>>

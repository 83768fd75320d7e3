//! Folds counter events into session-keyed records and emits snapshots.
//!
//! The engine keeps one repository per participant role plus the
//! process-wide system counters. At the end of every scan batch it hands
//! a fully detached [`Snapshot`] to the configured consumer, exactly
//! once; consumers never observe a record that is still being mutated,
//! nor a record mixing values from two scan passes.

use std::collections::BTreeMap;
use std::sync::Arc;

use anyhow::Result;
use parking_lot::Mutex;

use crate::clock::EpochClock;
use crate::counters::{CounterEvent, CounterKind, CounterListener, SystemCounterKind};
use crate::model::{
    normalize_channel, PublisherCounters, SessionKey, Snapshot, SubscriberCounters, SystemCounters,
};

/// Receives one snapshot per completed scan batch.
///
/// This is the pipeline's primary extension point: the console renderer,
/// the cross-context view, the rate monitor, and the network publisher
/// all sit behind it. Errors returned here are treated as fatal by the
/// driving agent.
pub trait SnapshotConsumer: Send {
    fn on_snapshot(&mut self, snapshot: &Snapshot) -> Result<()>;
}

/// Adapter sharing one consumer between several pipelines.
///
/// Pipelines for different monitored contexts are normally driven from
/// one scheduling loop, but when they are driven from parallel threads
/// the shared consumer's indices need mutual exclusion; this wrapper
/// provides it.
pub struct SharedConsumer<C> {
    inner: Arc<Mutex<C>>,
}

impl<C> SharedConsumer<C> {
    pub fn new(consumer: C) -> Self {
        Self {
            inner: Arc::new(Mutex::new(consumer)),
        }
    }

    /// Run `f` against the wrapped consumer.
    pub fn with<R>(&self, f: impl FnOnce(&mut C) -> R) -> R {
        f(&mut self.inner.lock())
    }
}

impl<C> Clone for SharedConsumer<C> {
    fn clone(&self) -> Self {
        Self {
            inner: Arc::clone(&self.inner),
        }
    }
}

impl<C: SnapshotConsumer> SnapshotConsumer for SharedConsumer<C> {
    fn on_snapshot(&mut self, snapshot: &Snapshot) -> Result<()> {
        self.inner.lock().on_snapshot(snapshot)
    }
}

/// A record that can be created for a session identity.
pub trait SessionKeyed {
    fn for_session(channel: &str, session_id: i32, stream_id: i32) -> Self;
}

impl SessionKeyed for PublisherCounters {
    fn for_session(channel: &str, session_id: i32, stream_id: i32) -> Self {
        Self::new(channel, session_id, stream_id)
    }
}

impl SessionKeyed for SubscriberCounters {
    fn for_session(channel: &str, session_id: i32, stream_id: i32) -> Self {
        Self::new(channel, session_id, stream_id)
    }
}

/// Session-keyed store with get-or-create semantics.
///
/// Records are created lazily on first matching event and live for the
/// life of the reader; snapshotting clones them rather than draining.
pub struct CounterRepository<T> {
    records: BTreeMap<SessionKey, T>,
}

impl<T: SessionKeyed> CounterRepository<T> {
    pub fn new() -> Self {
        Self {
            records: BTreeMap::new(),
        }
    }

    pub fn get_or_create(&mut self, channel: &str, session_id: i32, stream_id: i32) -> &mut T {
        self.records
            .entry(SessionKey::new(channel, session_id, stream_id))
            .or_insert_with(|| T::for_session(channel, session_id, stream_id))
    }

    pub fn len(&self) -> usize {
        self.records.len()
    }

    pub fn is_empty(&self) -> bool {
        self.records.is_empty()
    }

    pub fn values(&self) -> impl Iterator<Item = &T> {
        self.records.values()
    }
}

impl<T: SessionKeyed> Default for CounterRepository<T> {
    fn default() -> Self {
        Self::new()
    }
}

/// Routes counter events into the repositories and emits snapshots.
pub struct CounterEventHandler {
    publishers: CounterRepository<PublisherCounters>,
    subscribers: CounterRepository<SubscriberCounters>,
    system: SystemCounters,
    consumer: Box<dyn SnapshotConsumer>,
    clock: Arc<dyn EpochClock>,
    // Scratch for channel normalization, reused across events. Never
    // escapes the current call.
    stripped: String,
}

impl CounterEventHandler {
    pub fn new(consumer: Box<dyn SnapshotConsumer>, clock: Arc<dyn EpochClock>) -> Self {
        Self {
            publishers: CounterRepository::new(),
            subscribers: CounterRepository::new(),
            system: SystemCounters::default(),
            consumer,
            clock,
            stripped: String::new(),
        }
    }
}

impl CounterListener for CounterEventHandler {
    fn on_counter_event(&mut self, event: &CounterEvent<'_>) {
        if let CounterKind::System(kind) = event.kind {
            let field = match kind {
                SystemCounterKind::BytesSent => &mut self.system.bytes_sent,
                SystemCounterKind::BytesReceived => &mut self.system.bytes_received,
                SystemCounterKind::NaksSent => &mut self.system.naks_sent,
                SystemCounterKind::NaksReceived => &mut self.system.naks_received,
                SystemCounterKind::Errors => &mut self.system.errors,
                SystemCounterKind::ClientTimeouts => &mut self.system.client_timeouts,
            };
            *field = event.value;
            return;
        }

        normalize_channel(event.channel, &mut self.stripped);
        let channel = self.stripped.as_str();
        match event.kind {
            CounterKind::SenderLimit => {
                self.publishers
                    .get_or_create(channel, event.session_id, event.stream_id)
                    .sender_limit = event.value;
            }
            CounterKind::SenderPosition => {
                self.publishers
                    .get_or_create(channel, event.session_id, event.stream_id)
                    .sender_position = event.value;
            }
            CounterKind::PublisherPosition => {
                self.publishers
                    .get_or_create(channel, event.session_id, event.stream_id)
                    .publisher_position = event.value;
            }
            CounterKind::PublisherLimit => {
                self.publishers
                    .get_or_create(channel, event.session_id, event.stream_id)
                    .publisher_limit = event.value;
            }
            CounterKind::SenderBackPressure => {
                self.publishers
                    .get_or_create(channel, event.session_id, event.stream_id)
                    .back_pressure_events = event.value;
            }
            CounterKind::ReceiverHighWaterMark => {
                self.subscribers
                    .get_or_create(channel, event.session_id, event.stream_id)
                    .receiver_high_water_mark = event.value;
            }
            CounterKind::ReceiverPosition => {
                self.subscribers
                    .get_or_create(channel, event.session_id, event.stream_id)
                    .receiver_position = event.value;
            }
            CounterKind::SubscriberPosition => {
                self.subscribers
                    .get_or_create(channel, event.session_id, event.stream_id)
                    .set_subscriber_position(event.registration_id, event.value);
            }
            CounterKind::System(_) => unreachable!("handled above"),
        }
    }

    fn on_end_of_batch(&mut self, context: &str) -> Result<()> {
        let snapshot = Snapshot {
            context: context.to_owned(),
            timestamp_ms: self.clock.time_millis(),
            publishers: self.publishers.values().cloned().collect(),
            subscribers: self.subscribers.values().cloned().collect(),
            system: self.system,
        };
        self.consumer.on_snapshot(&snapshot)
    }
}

<<

## Assigned task
Search the preceding listing for "crate" and extract every line where it is found.

## Expected answer
use crate::clock::EpochClock;
use crate::counters::{CounterEvent, CounterKind, CounterListener, SystemCounterKind};
use crate::model::{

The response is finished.